Forgiving Will Set You Free

I have often times shared this saying: "Anger is like drinking poison and expecting the other person to die".  That my friends is one of the few truths of life.  Forgiving others is like lifting the darkness away and dancing your way to the most spirit filled place inside you that will ever be in.  Nothing says hell like being angry at someone for something that has already happened and has no bearing anymore.  Anger will poison your heart and physically make you sick because unlike forgiving anger helps us to relive our hell and continue down the dark path to a state of illness.  Forgiveness on the other hand heals us and cleanses us, takes us away from the darkness and into the light.  Forgiveness is a state of love and in forgiving others and ourselves we can only go up to the heavenly place in ourselves.

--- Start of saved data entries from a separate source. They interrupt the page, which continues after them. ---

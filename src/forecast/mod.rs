//! Balance forecasting engine: deterministic compounding, single stochastic
//! paths, and Monte Carlo aggregation with a Student's t confidence interval

mod config;
mod confidence;
mod deterministic;
mod monte_carlo;
mod path;
mod sampler;

pub use config::{ForecastResult, MonteCarloConfig, ProjectionHorizon, RateParameters};
pub use confidence::{confidence_interval, ConfidenceInterval};
pub use deterministic::{
    deterministic_forecast, deterministic_schedule, monthly_multiplier, DeterministicForecaster,
    ScheduleRow,
};
pub use monte_carlo::{gaussian_forecast, monte_carlo_forecast, MonteCarloForecaster};
pub use path::simulate;
pub use sampler::{sample_monthly_multipliers, RateSampler};

// ============================================================================
// Defaults
// ============================================================================
// Monthly multipliers are floored at 1.0: the stochastic component may add
// growth but never drives a month below flat.

/// Lowest monthly multiplier a sampled month may produce
pub const MULTIPLIER_FLOOR: f64 = 1.0;

/// Default two-tailed confidence level for Monte Carlo intervals
pub const DEFAULT_CONFIDENCE: f64 = 0.95;

/// Default number of Monte Carlo paths
pub const DEFAULT_NUM_RUNS: usize = 1000;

I lived angry for over ten years of my life.  In fact I don't think I'd ever been that angry ever.  I would do things to hide it and then suddenly it would rear it's head in the long run and in the worse way.  I would isolate and feel alone and worthless because I was so angry and could not find a way to express it or get away from it.  It followed me day after day and night after night.  I felt like there was this veil over my head and I could not see but a few feet in front of me because I was so busy being mad.  I despised my relationship.  I disliked people around me that I felt I had to deal with and swallow every insult that came out of them.  I hated Elliott more and more and thought about suicide on occasion because I thought that I was stuck and there was not way out.  But there was and that way out was called "Cancer".  It was then that I had to make a decision to either continue to be miserable and angry or to set out to heal myself from it before it took me for good.  It was then that I became angry in a way what was geared at lifting myself from that place that felt like a prison to me. It was then that I forgave myself and started to live.

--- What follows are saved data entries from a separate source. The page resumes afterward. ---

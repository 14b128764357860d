//! Monte Carlo balance forecasting
//!
//! Each path draws `months` floored Gaussian multipliers and compounds the
//! starting balance through them. Terminal balances across paths feed a
//! Student's t interval around their mean.

use chrono::NaiveDate;
use log::{debug, info, warn};
use rand::rngs::StdRng;
use rand::{Rng, SeedableRng};
use rayon::prelude::*;

use super::config::validate_balance;
use super::{
    confidence_interval, simulate, ForecastResult, MonteCarloConfig, ProjectionHorizon,
    RateParameters, RateSampler, MULTIPLIER_FLOOR,
};
use crate::error::Result;

/// Runs many stochastic paths and summarises their terminal balances
#[derive(Debug, Clone, Default)]
pub struct MonteCarloForecaster {
    config: MonteCarloConfig,
}

impl MonteCarloForecaster {
    pub fn new(config: MonteCarloConfig) -> Self {
        Self { config }
    }

    pub fn config(&self) -> &MonteCarloConfig {
        &self.config
    }

    /// Terminal balance of every simulated path, in path order
    ///
    /// Each path owns an RNG seeded from a per-path seed drawn up front from
    /// the master RNG, so parallel and sequential runs agree for a given seed.
    pub fn simulate_paths(
        &self,
        balance: f64,
        params: &RateParameters,
        months: u32,
    ) -> Result<Vec<f64>> {
        validate_balance(balance)?;
        self.config.validate()?;
        params.validate()?;

        let sampler = RateSampler::new(params.stochastic_mean_monthly_rate(), params.volatility)?;
        if sampler.mean_multiplier() < MULTIPLIER_FLOOR {
            warn!(
                "mean monthly multiplier {:.6} is below the floor; most draws will be clamped to {MULTIPLIER_FLOOR}",
                sampler.mean_multiplier()
            );
        }

        let mut master = match self.config.seed {
            Some(seed) => StdRng::seed_from_u64(seed),
            None => StdRng::from_entropy(),
        };
        let seeds: Vec<u64> = (0..self.config.num_runs).map(|_| master.gen()).collect();

        let months = months as usize;
        let run_path = |seed: u64| {
            let mut rng = StdRng::seed_from_u64(seed);
            simulate(balance, &sampler.sample_monthly_multipliers(&mut rng, months))
        };

        debug!(
            "simulating {} paths over {months} months (parallel: {})",
            self.config.num_runs, self.config.parallel
        );
        let terminals: Vec<f64> = if self.config.parallel {
            seeds.par_iter().map(|&seed| run_path(seed)).collect()
        } else {
            seeds.iter().map(|&seed| run_path(seed)).collect()
        };
        Ok(terminals)
    }

    /// Mean terminal balance with its confidence interval, each rounded to cents
    pub fn forecast(
        &self,
        balance: f64,
        params: &RateParameters,
        horizon: &ProjectionHorizon,
    ) -> Result<ForecastResult> {
        let terminals = self.simulate_paths(balance, params, horizon.months)?;
        let interval = confidence_interval(&terminals, self.config.confidence)?.rounded();
        let target_date = horizon.target_date();

        info!(
            "Monte Carlo ({} runs): {:.2} by {target_date}, interval [{:.2}, {:.2}]",
            self.config.num_runs, interval.mean, interval.lower, interval.upper
        );

        Ok(ForecastResult {
            point_estimate: interval.mean,
            lower_bound: interval.lower,
            upper_bound: interval.upper,
            target_date,
        })
    }
}

/// Monte Carlo forecast from plain arguments, entropy-seeded and parallel
#[allow(clippy::too_many_arguments)]
pub fn monte_carlo_forecast(
    balance: f64,
    mean_annual_rate: f64,
    annual_pct_fee: f64,
    monthly_std_dev: f64,
    months: u32,
    num_runs: usize,
    confidence: f64,
    start: NaiveDate,
) -> Result<ForecastResult> {
    let forecaster = MonteCarloForecaster::new(MonteCarloConfig {
        num_runs,
        confidence,
        ..Default::default()
    });
    forecaster.forecast(
        balance,
        &RateParameters::new(mean_annual_rate, annual_pct_fee, monthly_std_dev),
        &ProjectionHorizon::new(months, start),
    )
}

/// One stochastic path with its target date
///
/// The fee is subtracted from the annual rate once before the monthly
/// conversion, matching the Monte Carlo forecaster.
pub fn gaussian_forecast<R: Rng + ?Sized>(
    rng: &mut R,
    balance: f64,
    mean_annual_rate: f64,
    annual_pct_fee: f64,
    monthly_std_dev: f64,
    months: u32,
    start: NaiveDate,
) -> Result<(f64, NaiveDate)> {
    validate_balance(balance)?;
    let params = RateParameters::new(mean_annual_rate, annual_pct_fee, monthly_std_dev);
    params.validate()?;

    let sampler = RateSampler::new(params.stochastic_mean_monthly_rate(), params.volatility)?;
    let multipliers = sampler.sample_monthly_multipliers(rng, months as usize);
    let horizon = ProjectionHorizon::new(months, start);

    Ok((simulate(balance, &multipliers), horizon.target_date()))
}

Anger can force us to live in a state of hell.  In fact anger does nothing more than poison us and blur every thing good in our life.  Anger will make some of us act out in ways that we would not otherwise behave.  But we must forgive ourselves and the people we perceive as enemies because in truth we are living in our own hell that we ourselves created or allowed.  The only way out is to forgive and forget.  The only way out is to pray and ask God to take it from us.

Anger is an illusion.  That is what I say to others and I am sticking to it.  Anger is a perception and not a truth or fact.  It is made up from what we believe have wronged us.  Anger is a poisoness addictive feeling that gets bigger if we don't put a lid on it and decide to let it rest.  And when I say rest I mean "rest in peace".  Letting go of the anger and filling that up with love and forgiveness is the only solution.  Nothing else has ever worked for me.  Nothing else will work better for you.